Bad Lieutenant: Port of Call New Orleans | Directed by Werner Herzog | Written by William Finkelstein | With Nicolas Cage, Eva Mendes, Val Kilmer, Alvin “Xzibit” Joiner, Fairuza Balk, Shawn Hatosy, Jennifer Coolidge, Tom Bower, Vondie Curtis Hall, Brad Dourif, and Denzel Whitaker | Firstlook Studios | 121 minutes Interview: Nicolas Cage. By Peter Keough. |
As opposed to the situation in Abel Ferrara's guilt-tormented 1992 original, the "badness" in Werner Herzog's reinvented, sublimely wacko, and invigoratingly transgressive Bad Lieutenant isn't moral, it's existential. For Lieutenant Terence McDonagh, who's played by Nicolas Cage in a performance that will make everyone forget he ate a cockroach in Vampire's Kiss, being good is just another compulsion, like smoking crack, snorting coke, shaking down young couples for dope and sex, or cutting off the oxygen supply of a frail old woman in a rest home. For McDonagh, the ultimate question is not "Why is there evil in the universe?" It's "What the fuck is that iguana doing on my coffee table?"Ah yes, the iguanas. Not just iguanas, but reptiles in general: gators and snakes (not to mention the other cold-blooded types like sharks and manta rays swimming in an aquarium). Do these beasts refer to the reptile brain, that atavistic bulb containing the primal instincts that are probably all McDonagh has left after his chaotic indulgences? Who cares? The iguanas are like the frogs at the end of Paul Thomas Anderson's Magnolia, only better.
Whatever the reason, reptiles rule from the first image — a viper slithering in dank water. Hurricane Katrina (never overtly mentioned, but the disaster lingers in the corner of every frame like a whiff of mildew) has flooded a New Orleans jail, and McDonagh debates whether to soil his silk underwear and jump in to save a prisoner left behind. He does so, and like all good deeds, this one doesn't go unpunished. Cut to McDonagh in a doctor's office: his back is screwed for good from his dive into the drink, and the only relief is Vicodin.
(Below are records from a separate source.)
//! # Hierarchy Builder Tests
//!
//! Assembled topology, replacement policy propagation, per-level overrides, validation before
//! wiring, and the optional L3.

use memhier_core::cache::policies::ReplacementPolicy;
use memhier_core::cache::{CacheLevel, CacheLevelOverrides};
use memhier_core::common::{ConfigError, MemorySize};
use memhier_core::core::CpuKind;
use memhier_core::soc::interconnect::CrossbarKind;
use memhier_core::{HierarchyError, Root};
use pretty_assertions::assert_eq;
use rstest::rstest;

use crate::common::harness::TestContext;

fn wiring(root: &Root) -> Vec<(String, String)> {
    root.system
        .netlist
        .connections()
        .iter()
        .map(|c| (c.request.to_string(), c.response.to_string()))
        .collect()
}

fn pairs(expected: &[(&str, &str)]) -> Vec<(String, String)> {
    expected
        .iter()
        .map(|&(a, b)| (a.to_owned(), b.to_owned()))
        .collect()
}

// ══════════════════════════════════════════════════════════
// 1. Default topology
// ══════════════════════════════════════════════════════════

#[test]
fn test_default_topology() {
    let root = TestContext::new().build();
    let system = &root.system;

    assert_eq!(system.cpu.kind, CpuKind::DerivO3);
    assert_eq!(system.cpu.icache.spec.size, MemorySize::from_kib(32));
    assert_eq!(system.cpu.icache.spec.assoc, 4);
    assert_eq!(system.cpu.dcache.spec.size, MemorySize::from_kib(32));
    assert_eq!(system.cpu.dcache.spec.assoc, 4);
    assert_eq!(system.l2cache.spec.size, MemorySize::from_mib(2));
    assert_eq!(system.l2cache.spec.assoc, 8);
    assert!(system.l3cache.is_none());
    assert!(system.l3bus.is_none());

    for cache in system.caches() {
        assert_eq!(cache.replacement_policy, None, "{}", cache.path);
    }
    assert!(system.netlist.dangling_ports().is_empty());
    assert!(!root.has_workload());
    assert!(!root.full_system);
}

#[test]
fn test_default_wiring_order() {
    let root = TestContext::new().build();
    assert_eq!(
        wiring(&root),
        pairs(&[
            ("system.cpu.icache_port", "system.cpu.icache.cpu_side"),
            ("system.cpu.dcache_port", "system.cpu.dcache.cpu_side"),
            ("system.cpu.icache.mem_side", "system.l2bus.slave[0]"),
            ("system.cpu.dcache.mem_side", "system.l2bus.slave[1]"),
            ("system.l2bus.master[0]", "system.l2cache.cpu_side"),
            ("system.l2cache.mem_side", "system.membus.slave[0]"),
            ("system.membus.master[0]", "system.mem_ctrl.port"),
            ("system.system_port", "system.membus.slave[1]"),
        ])
    );
}

#[test]
fn test_system_parameters() {
    let root = TestContext::new().build();
    let system = &root.system;
    assert_eq!(system.clk_domain.clock.to_string(), "2GHz");
    assert_eq!(system.clk_domain.period_ticks(), 500);
    assert_eq!(system.clk_domain.voltage_domain.voltage.to_string(), "1.0V");
    assert_eq!(system.cache_line_size, 64);
    assert_eq!(system.mem_ranges.len(), 1);
    assert_eq!(system.mem_ranges[0].start, 0);
    assert_eq!(system.mem_ranges[0].size, MemorySize::from_mib(2048));
    assert_eq!(system.mem_ctrl.range, system.mem_ranges[0]);
    assert_eq!(system.mem_ctrl.kind.to_string(), "DDR3_1600_8x8");
    assert_eq!(system.l2bus.kind, CrossbarKind::L2XBar);
    assert_eq!(system.membus.kind, CrossbarKind::SystemXBar);
    assert_eq!(system.cpu.max_insts_any_thread, Some(500_000_000));
}

#[test]
fn test_interrupt_controller_created() {
    let root = TestContext::new().build();
    let cpu = &root.system.cpu;
    assert_eq!(cpu.interrupts.len(), 1);
    assert_eq!(root.system.netlist.deferred_ports().len(), 3);
}

// ══════════════════════════════════════════════════════════
// 2. Replacement policy
// ══════════════════════════════════════════════════════════

#[rstest]
#[case(ReplacementPolicy::Lru)]
#[case(ReplacementPolicy::Fb)]
#[case(ReplacementPolicy::TreePlru)]
fn test_policy_applied_to_every_level(#[case] policy: ReplacementPolicy) {
    let root = TestContext::new().with_policy(policy).build();
    let levels: Vec<_> = root
        .system
        .caches()
        .iter()
        .map(|c| c.replacement_policy)
        .collect();
    assert_eq!(levels, vec![Some(policy); 3]);
}

#[test]
fn test_policy_reaches_l3() {
    let root = TestContext::new()
        .with_l3()
        .with_policy(ReplacementPolicy::Fifo)
        .build();
    let l3 = root.system.cache(CacheLevel::L3).unwrap();
    assert_eq!(l3.replacement_policy, Some(ReplacementPolicy::Fifo));
    assert_eq!(root.system.caches().len(), 4);
}

// ══════════════════════════════════════════════════════════
// 3. Overrides and validation
// ══════════════════════════════════════════════════════════

#[test]
fn test_l1d_override_leaves_other_levels() {
    let root = TestContext::new()
        .with_size_assoc(CacheLevel::L1Data, MemorySize::from_kib(64), 8)
        .build();
    let system = &root.system;
    assert_eq!(system.cpu.dcache.spec.size, MemorySize::from_kib(64));
    assert_eq!(system.cpu.dcache.spec.assoc, 8);
    assert_eq!(system.cpu.dcache.spec.tag_latency, 2);
    assert_eq!(system.cpu.dcache.spec.response_latency, 2);
    assert_eq!(system.cpu.icache.spec.size, MemorySize::from_kib(32));
    assert_eq!(system.l2cache.spec.assoc, 8);
}

#[test]
fn test_latency_overrides() {
    let root = TestContext::new()
        .with_level(
            CacheLevel::L2,
            CacheLevelOverrides {
                response_latency: Some(30),
                hit_latency: Some(12),
                ..CacheLevelOverrides::default()
            },
        )
        .build();
    let l2 = &root.system.l2cache.spec;
    assert_eq!(l2.response_latency, 30);
    assert_eq!(l2.tag_latency, 12);
    assert_eq!(l2.data_latency, 12);
    assert_eq!(l2.size, MemorySize::from_mib(2));
}

#[test]
fn test_l2_assoc_zero_fails_before_wiring() {
    let ctx = TestContext::new().with_level(
        CacheLevel::L2,
        CacheLevelOverrides {
            assoc: Some(0),
            ..CacheLevelOverrides::default()
        },
    );
    match ctx.try_build() {
        Err(HierarchyError::Config(ConfigError::InvalidCacheParameter { level, field, .. })) => {
            assert_eq!(level, "L2");
            assert_eq!(field, "assoc");
        }
        other => panic!("expected a config error, got {other:?}"),
    }
}

#[test]
fn test_cpu_mem_mode_mismatch_fails() {
    let mut ctx = TestContext::new();
    ctx.config.cpu.kind = CpuKind::AtomicSimple;
    assert!(matches!(
        ctx.try_build(),
        Err(HierarchyError::Config(ConfigError::MemModeMismatch { .. }))
    ));
}

#[rstest]
#[case(CpuKind::DerivO3)]
#[case(CpuKind::TimingSimple)]
#[case(CpuKind::Minor)]
#[case(CpuKind::AtomicSimple)]
fn test_every_cpu_kind_assembles(#[case] kind: CpuKind) {
    let mut ctx = TestContext::new();
    ctx.config.cpu.kind = kind;
    ctx.config.system.mem_mode = kind.required_mem_mode();
    let root = ctx.build();
    assert_eq!(root.system.cpu.kind, kind);
    assert!(root.system.netlist.dangling_ports().is_empty());
}

// ══════════════════════════════════════════════════════════
// 4. Optional L3
// ══════════════════════════════════════════════════════════

#[test]
fn test_l3_wiring() {
    let root = TestContext::new().with_l3().build();
    let system = &root.system;
    assert!(system.l3bus.is_some());
    let l3 = system.cache(CacheLevel::L3).unwrap();
    assert_eq!(l3.spec.size, MemorySize::from_mib(8));
    assert_eq!(l3.spec.assoc, 16);

    let conns = wiring(&root);
    for edge in pairs(&[
        ("system.l2cache.mem_side", "system.l3bus.slave[0]"),
        ("system.l3bus.master[0]", "system.l3cache.cpu_side"),
        ("system.l3cache.mem_side", "system.membus.slave[0]"),
        ("system.system_port", "system.membus.slave[1]"),
    ]) {
        assert!(conns.contains(&edge), "missing {edge:?}");
    }
    assert!(!conns
        .iter()
        .any(|(req, resp)| req == "system.l2cache.mem_side" && resp.starts_with("system.membus")));
    assert!(system.netlist.dangling_ports().is_empty());
    assert_eq!(system.crossbars().len(), 3);
}

#[test]
fn test_l3_overrides_need_l3_enabled() {
    let tiny = CacheLevelOverrides {
        size: Some(MemorySize::from_bytes(64)),
        ..CacheLevelOverrides::default()
    };
    let ctx = TestContext::new().with_level(CacheLevel::L3, tiny);
    assert!(matches!(
        ctx.try_build(),
        Err(HierarchyError::Config(ConfigError::LevelNotEnabled("l3")))
    ));
    assert!(matches!(
        ctx.with_l3().try_build(),
        Err(HierarchyError::Config(ConfigError::CapacityTooSmall { .. }))
    ));
}

// ══════════════════════════════════════════════════════════
// 5. Topology dump
// ══════════════════════════════════════════════════════════

#[test]
fn test_topology_json() {
    let root = TestContext::new()
        .with_policy(ReplacementPolicy::Lru)
        .build();
    let value: serde_json::Value = serde_json::from_str(&root.to_json().unwrap()).unwrap();
    let system = &value["system"];
    assert_eq!(system["l2cache"]["spec"]["size"], "2MB");
    assert_eq!(system["l2cache"]["replacement_policy"], "lru");
    assert_eq!(system["cpu"]["kind"], "DerivO3CPU");
    assert_eq!(system["clk_domain"]["clock"], "2GHz");
    assert!(system.get("l3cache").is_none());
    assert_eq!(system["netlist"]["connections"].as_array().map(Vec::len), Some(8));
}
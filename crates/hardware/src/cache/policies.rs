//! Cache Replacement Policies.
//!
//! Catalog of the eviction strategies a cache level can be built with. The policies themselves are
//! opaque to the assembler: each variant names the class the simulation engine instantiates.
//!
//! # Policies
//!
//! - `Fb`: Frequency-based, blends recency and access count.
//! - `Random`: Random selection.
//! - `Lru`: Least Recently Used.
//! - `Mru`: Most Recently Used.
//! - `Fifo`: First-In, First-Out.
//! - `TreePlru`: Pseudo-LRU (tree-based).
//! - `WeightedLru`: LRU weighted by per-set access history.

use std::fmt;
use std::str::FromStr;

use serde::{Deserialize, Serialize};

use crate::common::ConfigError;

/// A replacement policy variant.
///
/// Declaration order is the legacy selection priority: when reporting conflicting flags
/// they are listed in this order.
#[derive(Debug, Clone, Copy, PartialEq, Eq, PartialOrd, Ord, Hash, Serialize, Deserialize)]
pub enum ReplacementPolicy {
    /// Frequency-based replacement.
    #[serde(rename = "fb", alias = "FBRP")]
    Fb,
    /// Random replacement.
    #[serde(rename = "random", alias = "RandomRP")]
    Random,
    /// Least Recently Used replacement.
    #[serde(rename = "lru", alias = "LRURP")]
    Lru,
    /// Most Recently Used replacement.
    #[serde(rename = "mru", alias = "MRURP")]
    Mru,
    /// First In First Out replacement.
    #[serde(rename = "fifo", alias = "FIFORP")]
    Fifo,
    /// Tree-based pseudo-LRU replacement.
    #[serde(rename = "tplru", alias = "TreePLRURP")]
    TreePlru,
    /// Weighted LRU replacement.
    #[serde(rename = "wlru", alias = "WeightedLRURP")]
    WeightedLru,
}

impl ReplacementPolicy {
    /// Every variant, in selection priority order.
    pub const ALL: [Self; 7] = [
        Self::Fb,
        Self::Random,
        Self::Lru,
        Self::Mru,
        Self::Fifo,
        Self::TreePlru,
        Self::WeightedLru,
    ];

    /// Command-line flag (without dashes) that selects this policy.
    pub const fn flag(self) -> &'static str {
        match self {
            Self::Fb => "fb",
            Self::Random => "random",
            Self::Lru => "lru",
            Self::Mru => "mru",
            Self::Fifo => "fifo",
            Self::TreePlru => "tplru",
            Self::WeightedLru => "wlru",
        }
    }

    /// Class name the simulation engine instantiates for this policy.
    pub const fn class_name(self) -> &'static str {
        match self {
            Self::Fb => "FBRP",
            Self::Random => "RandomRP",
            Self::Lru => "LRURP",
            Self::Mru => "MRURP",
            Self::Fifo => "FIFORP",
            Self::TreePlru => "TreePLRURP",
            Self::WeightedLru => "WeightedLRURP",
        }
    }
}

impl fmt::Display for ReplacementPolicy {
    fn fmt(&self, f: &mut fmt::Formatter<'_>) -> fmt::Result {
        f.write_str(self.class_name())
    }
}

impl FromStr for ReplacementPolicy {
    type Err = ConfigError;

    /// Accepts either the flag name (`lru`) or the class name (`LRURP`).
    fn from_str(s: &str) -> Result<Self, Self::Err> {
        Self::ALL
            .into_iter()
            .find(|p| p.flag().eq_ignore_ascii_case(s) || p.class_name().eq_ignore_ascii_case(s))
            .ok_or_else(|| ConfigError::UnknownVariant {
                kind: "replacement policy",
                input: s.to_owned(),
            })
    }
}

/// Outcome of policy selection.
#[derive(Debug, Clone, Copy, PartialEq, Eq, Default, Serialize, Deserialize)]
#[serde(from = "Option<ReplacementPolicy>", into = "Option<ReplacementPolicy>")]
pub enum PolicyChoice {
    /// Leave every cache level on its compiled-in default policy.
    #[default]
    CompiledDefault,
    /// Apply this policy to every cache level.
    Explicit(ReplacementPolicy),
}

impl PolicyChoice {
    /// The explicit policy, if any.
    pub const fn policy(self) -> Option<ReplacementPolicy> {
        match self {
            Self::CompiledDefault => None,
            Self::Explicit(p) => Some(p),
        }
    }
}

impl From<Option<ReplacementPolicy>> for PolicyChoice {
    fn from(value: Option<ReplacementPolicy>) -> Self {
        value.map_or(Self::CompiledDefault, Self::Explicit)
    }
}

impl From<PolicyChoice> for Option<ReplacementPolicy> {
    fn from(choice: PolicyChoice) -> Self {
        choice.policy()
    }
}

/// One boolean per policy flag, as parsed from the command line.
#[derive(Debug, Clone, Copy, PartialEq, Eq, Default)]
#[allow(clippy::struct_excessive_bools)]
pub struct PolicyFlags {
    /// `--fb`
    pub fb: bool,
    /// `--random`
    pub random: bool,
    /// `--lru`
    pub lru: bool,
    /// `--mru`
    pub mru: bool,
    /// `--fifo`
    pub fifo: bool,
    /// `--tplru`
    pub tplru: bool,
    /// `--wlru`
    pub wlru: bool,
}

impl PolicyFlags {
    /// Flags with only `policy` set.
    pub fn only(policy: ReplacementPolicy) -> Self {
        let mut flags = Self::default();
        *flags.slot(policy) = true;
        flags
    }

    const fn get(&self, policy: ReplacementPolicy) -> bool {
        match policy {
            ReplacementPolicy::Fb => self.fb,
            ReplacementPolicy::Random => self.random,
            ReplacementPolicy::Lru => self.lru,
            ReplacementPolicy::Mru => self.mru,
            ReplacementPolicy::Fifo => self.fifo,
            ReplacementPolicy::TreePlru => self.tplru,
            ReplacementPolicy::WeightedLru => self.wlru,
        }
    }

    fn slot(&mut self, policy: ReplacementPolicy) -> &mut bool {
        match policy {
            ReplacementPolicy::Fb => &mut self.fb,
            ReplacementPolicy::Random => &mut self.random,
            ReplacementPolicy::Lru => &mut self.lru,
            ReplacementPolicy::Mru => &mut self.mru,
            ReplacementPolicy::Fifo => &mut self.fifo,
            ReplacementPolicy::TreePlru => &mut self.tplru,
            ReplacementPolicy::WeightedLru => &mut self.wlru,
        }
    }

    /// Policies whose flag is set, in priority order.
    pub fn selected(&self) -> Vec<ReplacementPolicy> {
        ReplacementPolicy::ALL
            .into_iter()
            .filter(|&p| self.get(p))
            .collect()
    }

    /// Resolves the flags to a single choice.
    ///
    /// No flag yields `CompiledDefault`. More than one flag is a configuration error listing
    /// every selected flag.
    pub fn resolve(&self) -> Result<PolicyChoice, ConfigError> {
        match self.selected().as_slice() {
            [] => Ok(PolicyChoice::CompiledDefault),
            [one] => Ok(PolicyChoice::Explicit(*one)),
            many => Err(ConfigError::ConflictingPolicies(
                many.iter().map(|p| p.flag()).collect(),
            )),
        }
    }
}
Somehow, though, I think he was already going bad before he got this license to be an addict. Cage, for his part, gets a license to unleash all the drunk talk and gleeful, pathological craziness he repressed during his Oscar-winning turn in Leaving Las Vegas. He sweats, he glowers, his veins bulge, and his eyes pop as he lurches about like Klaus Kinski in Aguirre: The Wrath of God, spewing a Tourette-syndrome stream of profanity, hilarity, and free-association non sequiturs. (One of my favorites: the high-pitched, desperate little laugh every time he mentions the name of one of the drug dealers — "G.")
Meanwhile, mobsters threaten his prostitute girlfriend (Eva Mendes), his gambling debts become overwhelming, and there's always the need for new sources of illegal substances. Oh, and then there's his job. A gang of drug dealers headed by Big Fate (Alvin "Xzibit" Joiner) have mowed down an entire family of Senegalese immigrants, and McDonagh gets the case.
Do those murders touch his benighted moral core the way the raped nun touched Harvey Keitel's lieutenant in Ferrara's film? Perhaps, but mostly I think they give him a focal point. Bringing these clowns to justice, perhaps arbitrarily, becomes the eye of McDonagh's personal hurricane of irrationality, self-destructiveness, and insatiable hedonism.
Will Fate, like the assassin embodying Death in No Country for Old Men, prevail over this Dirty Harry of the new millennium? Either way, his soul is still dancing.